Prior to his talk at the Holiday Inn Allentown, Franklin described in an interview how his program has changed over the past two years. Essentially free from the impacts of NCAA sanctions and roster limits, Franklin said he and his staff view their third season in State College as a fresh start.

"In a lot of ways, we look at this as Year One," Franklin said. "… During the interview process, the administration told me, and the previous staff told me, that years three and four [of the sanctions] would be the most challenging. Obviously, when you take over a job, you have such high expectations, and are so excited about the opportunities, that you put your head down and go to work.

"Yes, there were definitely some challenges. But now, we're in a position that we understand Penn State a lot better. We understand the community, the school and our roster from top to bottom."

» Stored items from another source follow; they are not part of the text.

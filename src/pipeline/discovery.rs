//! Descriptor discovery for runs and listings

use super::Pipeline;
use crate::error::{Error, Result};
use crate::types::{Event, Item};
use tokio_util::sync::CancellationToken;
use tracing::warn;

impl Pipeline {
    /// Scan the configured descriptor directory
    ///
    /// # Errors
    /// - [`Error::NotFound`] if the directory is missing
    /// - [`Error::NoItems`] if it contains no descriptors
    pub async fn discover(&self) -> Result<Vec<Item>> {
        let dir = &self.config.scan.descriptor_dir;
        let items = self.scanner.scan(dir).await?;
        if items.is_empty() {
            return Err(Error::NoItems(format!(
                "no .{} descriptors in {}",
                self.config.scan.extension,
                dir.display()
            )));
        }

        for item in items.iter().filter(|i| i.depots.is_empty()) {
            warn!(item = %item.id, "descriptor references no depots");
        }
        self.emit(Event::ScanComplete { items: items.len() });
        Ok(items)
    }

    /// [`discover`](Self::discover), then fill in display names from the store
    ///
    /// Lookups run one at a time. If `cancel` fires, the remaining items keep
    /// `name: None` and the partial list is returned.
    pub async fn discover_with_names(&self, cancel: &CancellationToken) -> Result<Vec<Item>> {
        let mut items = self.discover().await?;
        for item in &mut items {
            let name = tokio::select! {
                biased;
                _ = cancel.cancelled() => None,
                name = self.names.lookup(item.id) => Some(name),
            };
            match name {
                Some(name) => item.name = Some(name),
                None => break,
            }
        }
        Ok(items)
    }
}
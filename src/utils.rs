//! Utility functions shared by the pipeline stages

use crate::error::{Error, Result};
use std::path::Path;
use std::time::Duration;
use tokio::io::AsyncWriteExt;
use tokio_util::sync::CancellationToken;

/// Sleep for `duration` unless `cancel` fires first
///
/// Returns [`Error::Cancelled`] as soon as the token is cancelled, including when it
/// already was before the call.
pub async fn sleep_or_cancel(cancel: &CancellationToken, duration: Duration) -> Result<()> {
    if cancel.is_cancelled() {
        return Err(Error::Cancelled);
    }
    tokio::select! {
        biased;
        _ = cancel.cancelled() => Err(Error::Cancelled),
        _ = tokio::time::sleep(duration) => Ok(()),
    }
}

/// Write `contents` to `path` via a sibling `.part` file and a rename
///
/// Readers never observe a half-written file at `path`. The `.part` file is removed
/// if anything fails after it was created.
pub async fn write_atomic(path: &Path, contents: &[u8]) -> std::io::Result<()> {
    let file_name = path
        .file_name()
        .ok_or_else(|| std::io::Error::new(std::io::ErrorKind::InvalidInput, "path has no file name"))?;
    let mut part_name = file_name.to_os_string();
    part_name.push(".part");
    let part_path = path.with_file_name(part_name);

    let result = async {
        let mut file = tokio::fs::File::create(&part_path).await?;
        file.write_all(contents).await?;
        file.sync_all().await?;
        drop(file);
        tokio::fs::rename(&part_path, path).await
    }
    .await;

    if result.is_err() {
        // Cleanup is best effort; `result` carries the failure
        let _ = tokio::fs::remove_file(&part_path).await;
    }
    result
}

/// Shorten a response body for log and error messages
pub(crate) fn truncate_body(body: &str, max_chars: usize) -> String {
    let trimmed = body.trim();
    match trimmed.char_indices().nth(max_chars) {
        Some((idx, _)) => format!("{}...", &trimmed[..idx]),
        None => trimmed.to_string(),
    }
}

// unwrap/expect are acceptable in tests for concise failure-on-error assertions
#[allow(clippy::unwrap_used, clippy::expect_used)]
#[cfg(test)]
mod tests {
    use super::*;
    use std::fs;
    use tempfile::TempDir;

    #[tokio::test]
    async fn sleep_completes_without_cancel() {
        let cancel = CancellationToken::new();
        sleep_or_cancel(&cancel, Duration::from_millis(5))
            .await
            .unwrap();
    }

    #[tokio::test]
    async fn sleep_returns_early_on_cancel() {
        let cancel = CancellationToken::new();
        let trigger = cancel.clone();
        tokio::spawn(async move {
            tokio::time::sleep(Duration::from_millis(20)).await;
            trigger.cancel();
        });

        let start = std::time::Instant::now();
        let result = sleep_or_cancel(&cancel, Duration::from_secs(30)).await;

        assert!(matches!(result, Err(Error::Cancelled)));
        assert!(
            start.elapsed() < Duration::from_secs(5),
            "cancel should interrupt the sleep, took {:?}",
            start.elapsed()
        );
    }

    #[tokio::test]
    async fn sleep_refuses_when_already_cancelled() {
        let cancel = CancellationToken::new();
        cancel.cancel();
        let result = sleep_or_cancel(&cancel, Duration::ZERO).await;
        assert!(matches!(result, Err(Error::Cancelled)));
    }

    #[tokio::test]
    async fn write_atomic_replaces_contents_and_leaves_no_part_file() {
        let temp_dir = TempDir::new().unwrap();
        let path = temp_dir.path().join("1_2.manifest");

        write_atomic(&path, b"first").await.unwrap();
        write_atomic(&path, b"second").await.unwrap();

        assert_eq!(fs::read(&path).unwrap(), b"second");
        assert!(!temp_dir.path().join("1_2.manifest.part").exists());
    }

    #[tokio::test]
    async fn write_atomic_cleans_up_when_rename_fails() {
        let temp_dir = TempDir::new().unwrap();
        let path = temp_dir.path().join("blocked.manifest");
        // A directory in the way makes the final rename fail
        fs::create_dir(&path).unwrap();

        let result = write_atomic(&path, b"payload").await;

        assert!(result.is_err());
        assert!(path.is_dir());
        assert!(!temp_dir.path().join("blocked.manifest.part").exists());
    }

    #[test]
    fn truncate_body_respects_char_boundaries() {
        assert_eq!(truncate_body("  short  ", 10), "short");
        assert_eq!(truncate_body("abcdef", 3), "abc...");
        assert_eq!(truncate_body("ééééé", 2), "éé...");
    }
}
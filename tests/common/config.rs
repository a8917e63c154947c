//! Test configuration helpers for pointing a pipeline at a mock server

use std::path::Path;
use std::time::Duration;
use tempfile::TempDir;
use wiremock::MockServer;

use manifest_dl::{Config, Pipeline};

/// API key accepted by the setup checks
pub const TEST_API_KEY: &str = "test-key-0123456789";

/// Configuration rooted at `root` with every service on `server` and millisecond pacing
pub fn fast_config(root: &Path, server: &MockServer) -> Config {
    let mut config = Config::from_install_root(root);
    config.services.info_base_url = format!("{}/v1/info", server.uri());
    config.services.manifest_base_url = format!("{}/manifest", server.uri());
    config.services.store_base_url = format!("{}/api/appdetails", server.uri());
    config.services.request_timeout = Duration::from_secs(5);
    config.services.info_timeout = Duration::from_secs(5);
    config.services.name_timeout = Duration::from_millis(200);
    config.retry.retry_delay = Duration::from_millis(10);
    config.retry.rate_limit_delay = Duration::from_millis(10);
    config.cooldown.inter_depot = Duration::from_millis(10);
    config.cooldown.inter_item = Duration::from_millis(10);
    config
}

/// Create a pipeline over a fresh install root
///
/// Returns the pipeline and temp directory (keep temp_dir alive for test duration)
pub fn create_test_pipeline(server: &MockServer) -> (Pipeline, TempDir) {
    create_test_pipeline_with(server, |_| {})
}

/// Like [`create_test_pipeline`] with a hook to adjust the configuration
pub fn create_test_pipeline_with(
    server: &MockServer,
    adjust: impl FnOnce(&mut Config),
) -> (Pipeline, TempDir) {
    let temp_dir = TempDir::new().expect("Failed to create temp directory");
    let mut config = fast_config(temp_dir.path(), server);
    adjust(&mut config);
    let pipeline = Pipeline::new(config).expect("Failed to create pipeline");
    (pipeline, temp_dir)
}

For the roster's offensive players, this spring will be important. Penn State's offense already has changed under new coordinator Joe Moorhead, the former Fordham head coach.

The Lions, who begin spring drills March 18, have begun installing the new language, verbal and otherwise, that will guide the offense next fall.

It's an offense that will rely more on tempo, wider formations and what Franklin termed the "check-with-me" sideline looks that are functions of a no-huddle approach. Though the coach said the plays themselves won't change dramatically — "Everybody's running the same concepts," he said — their packaging will.

"We'll do less, but we'll do it at a faster pace," Franklin said. "It's all about getting the offense in the right play against specific defenses."

Penn State's two-year struggle offensively — it ranked no higher than 61st in the major statistical categories — hinged largely on its inexperienced, undermanned line. Those issues churned through a lack of scholarship linemen, which forced some players to shift from defense to offense and most to learn multiple positions.

In a recent conference call with reporters, new offensive line coach Matt Limegrover said he was surprised to learn that Franklin took over a team in 2014 with nine linemen on scholarship. In fact, he called that proposition "almost downright scary."

Penn State has replenished its supply of scholarship linemen, adding seven over the past two recruiting classes, and Franklin said they are growing into becoming a deeper unit. The head coach expects them to benefit from what he called a simplified offense.

Franklin said Moorhead's offense will release pressure from the offensive linemen by accelerating the pace and relying on the team's strengths, namely at receiver and running back.

In addition, it will allow Penn State to take advantage of what Franklin called the mobility and athleticism of quarterbacks Trace McSorley, Tommy Stevens and Jake Zembiec.

McSorley, beginning his third season in the program, guided Penn State's second-half rally against Georgia in the TaxSlayer Bowl. Stevens is a 6-4, 219-pound redshirt freshman, and Zembiec is a 6-3 true freshman who enrolled in January.

"One of our strengths is wide receiver, and this offense is going to play to that," Franklin said. "We also have two quarterbacks, and we'll see three now with [Zembiec], with good mobility and athleticism. Based on the two quarterbacks we have returning, a still-developing offensive line and strength at the wide receiver position, to me, this offense fits our personnel. This gives us the best chance to have success."

According to Limegrover, a veteran offensive line coach who came to Penn State from Minnesota, Moorhead's offense spreads itself (and defenders) across both the width and length of the field. For linemen, that reduces interior traffic and helps clarify their blocking targets.

"If you're running the traditional pro-set, or power, or counter, with I-backs, two backs and two tight ends in motion, that makes it hard on the offensive line to be physical and get movement and get space," Franklin said. "I think our offensive line is doing some nice things and is growing toward that, but this offense will help even more with their maturity and confidence.

"Where our challenges came were, we had a young, inexperienced line in an offense that was really driven around the offensive line. Now, we're running a system that's going to take some of the pressure off the offensive line."